Painting urban/pop culture art has proven to be a strength for Jones.

“It starts when you’re young,” he says. “You have to have images that look like you — that’s the type of love she wants for herself.”

It’s challenging for Jones to believe in his own artistic talents and gifts, but the difficult times pushed him to do better. 

“In my experience at art shows, sometimes I’m the only Black person there,” he says. “I wasn’t selling anything and sat in my tent. It was discouraging at one point. After a while, I realized that experience pushed me. I wanted to paint even more.” 

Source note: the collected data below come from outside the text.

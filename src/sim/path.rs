//! Path building
//!
//! A level's path is an ordered list of waypoints. It is either sampled from
//! a terrain mesh or read off a list of authored road platforms.

use std::collections::BTreeMap;

use glam::Vec3;
use rand::{Rng, SeedableRng};
use rand_pcg::Pcg32;
use serde::{Deserialize, Serialize};

use super::turns::find_turns;
use crate::consts::{SNAP_EPSILON, WAYPOINT_LIFT};
use crate::error::LevelError;

/// Raw terrain vertices (already in world space)
#[derive(Debug, Clone, Default, Serialize, Deserialize)]
pub struct TerrainMesh {
    pub vertices: Vec<Vec3>,
}

impl TerrainMesh {
    pub fn new(vertices: Vec<Vec3>) -> Self {
        Self { vertices }
    }

    /// Procedural stand-in for the terrain model: a strip three vertices wide
    /// whose centre line meanders left and right in straight runs.
    pub fn winding(seed: u64, rows: usize) -> Self {
        let mut rng = Pcg32::seed_from_u64(seed);
        let mut vertices = Vec::with_capacity(rows * 3);
        let mut x = 0.0f32;
        let mut drift = 0.0f32;
        let mut run_left = 0usize;

        for row in 0..rows {
            if run_left == 0 {
                // Straight runs of 4-8 rows, drifting by at most one unit per row
                run_left = rng.random_range(4..=8);
                drift = match rng.random_range(0..3) {
                    0 => -1.0,
                    1 => 0.0,
                    _ => 1.0,
                };
                // Stay within the strip the default bounds expect
                if (x + drift * run_left as f32).abs() > 8.0 {
                    drift = -drift;
                }
            }
            if row > 0 {
                x += drift;
            }
            run_left -= 1;

            let z = row as f32 * 2.0;
            for dx in [-1.0, 0.0, 1.0] {
                vertices.push(Vec3::new(x + dx, 0.0, z));
            }
        }
        Self { vertices }
    }
}

/// One authored road platform: centre position and box extent
#[derive(Debug, Clone, Copy, PartialEq, Serialize, Deserialize)]
pub struct RoadSegment {
    pub position: Vec3,
    pub extent: Vec3,
}

impl RoadSegment {
    pub fn new(position: Vec3, extent: Vec3) -> Self {
        Self { position, extent }
    }
}

/// Sample a path from a terrain mesh.
///
/// Vertices are grouped by z (rounded to 0.1). Groups are visited in
/// ascending z; each contributes its median-by-x vertex, lifted above the
/// highest vertex of the group.
pub fn path_from_terrain(mesh: &TerrainMesh) -> Result<Vec<Vec3>, LevelError> {
    let mut groups: BTreeMap<i64, Vec<Vec3>> = BTreeMap::new();
    for v in &mesh.vertices {
        let key = (v.z * 10.0).round() as i64;
        groups.entry(key).or_default().push(*v);
    }

    let points: Vec<Vec3> = groups
        .into_values()
        .map(|mut group| {
            group.sort_by(|a, b| a.x.total_cmp(&b.x));
            let mid = group[group.len() / 2];
            let max_y = group.iter().map(|p| p.y).fold(f32::NEG_INFINITY, f32::max);
            Vec3::new(mid.x, max_y + WAYPOINT_LIFT, mid.z)
        })
        .collect();

    check_len(points)
}

/// Waypoints at the centre of each platform, lifted onto its surface
pub fn path_from_road(segments: &[RoadSegment]) -> Result<Vec<Vec3>, LevelError> {
    let points = segments
        .iter()
        .map(|s| s.position + Vec3::Y * WAYPOINT_LIFT)
        .collect();
    check_len(points)
}

fn check_len(points: Vec<Vec3>) -> Result<Vec<Vec3>, LevelError> {
    if points.len() < 2 {
        return Err(LevelError::InvalidLevelGeometry {
            points: points.len(),
        });
    }
    Ok(points)
}

/// Waypoints plus the turn indices derived from them
#[derive(Debug, Clone, PartialEq, Serialize, Deserialize)]
pub struct Path {
    points: Vec<Vec3>,
    turns: Vec<usize>,
}

impl Path {
    /// Build a path, detecting turns sharper than `min_angle_deg`.
    ///
    /// Repeated waypoints are merged first, so every segment has a length
    /// and a corner next to a duplicate is still seen as a corner.
    pub fn new(mut points: Vec<Vec3>, min_angle_deg: f32) -> Result<Self, LevelError> {
        points.dedup_by(|next, prev| next.distance(*prev) <= SNAP_EPSILON);
        let points = check_len(points)?;
        let turns = find_turns(&points, min_angle_deg);
        Ok(Self { points, turns })
    }

    /// Straight run along +z, used when level geometry is unusable
    pub fn straight(length: f32) -> Self {
        Self {
            points: vec![Vec3::ZERO, Vec3::new(0.0, 0.0, length.max(1.0))],
            turns: Vec::new(),
        }
    }

    pub fn points(&self) -> &[Vec3] {
        &self.points
    }

    pub fn turns(&self) -> &[usize] {
        &self.turns
    }

    pub fn len(&self) -> usize {
        self.points.len()
    }

    /// Never true: a path always has a start and an end
    pub fn is_empty(&self) -> bool {
        self.points.is_empty()
    }

    pub fn start(&self) -> Vec3 {
        self.points[0]
    }

    pub fn last_index(&self) -> usize {
        self.points.len() - 1
    }

    pub fn is_turn(&self, index: usize) -> bool {
        self.turns.binary_search(&index).is_ok()
    }

    /// Unit direction from waypoint `index` to the next one (zero at the end
    /// or across a zero-length segment)
    pub fn direction(&self, index: usize) -> Vec3 {
        match (self.points.get(index), self.points.get(index + 1)) {
            (Some(a), Some(b)) => (*b - *a).normalize_or_zero(),
            _ => Vec3::ZERO,
        }
    }

    /// Length of the segment starting at waypoint `index`
    pub fn segment_length(&self, index: usize) -> f32 {
        match (self.points.get(index), self.points.get(index + 1)) {
            (Some(a), Some(b)) => a.distance(*b),
            _ => 0.0,
        }
    }
}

Jones sells a number of prints, saying the past year was one of his best yet. He did a live painting at Jasper Winery for an art auction. His mom from Chicago was there to witness him in his element.

“A man came over, saying how the painting spoke to him,” he remembers. “I thought it was the greatest, especially because my mom was there to see it.”  

Eventually, he’d like art to be a full-time job, but it doesn’t pay all the bills yet. 

“If business fell into place, I’d love it,” he says. 

He had an art showing at the Barnum Factory, where he painted an art mural. The owner helped him with art shows, giving encouragement. 

Jones’ favorite art piece, of a young Black girl with a doll, reflects his definition of self love, which starts as a child.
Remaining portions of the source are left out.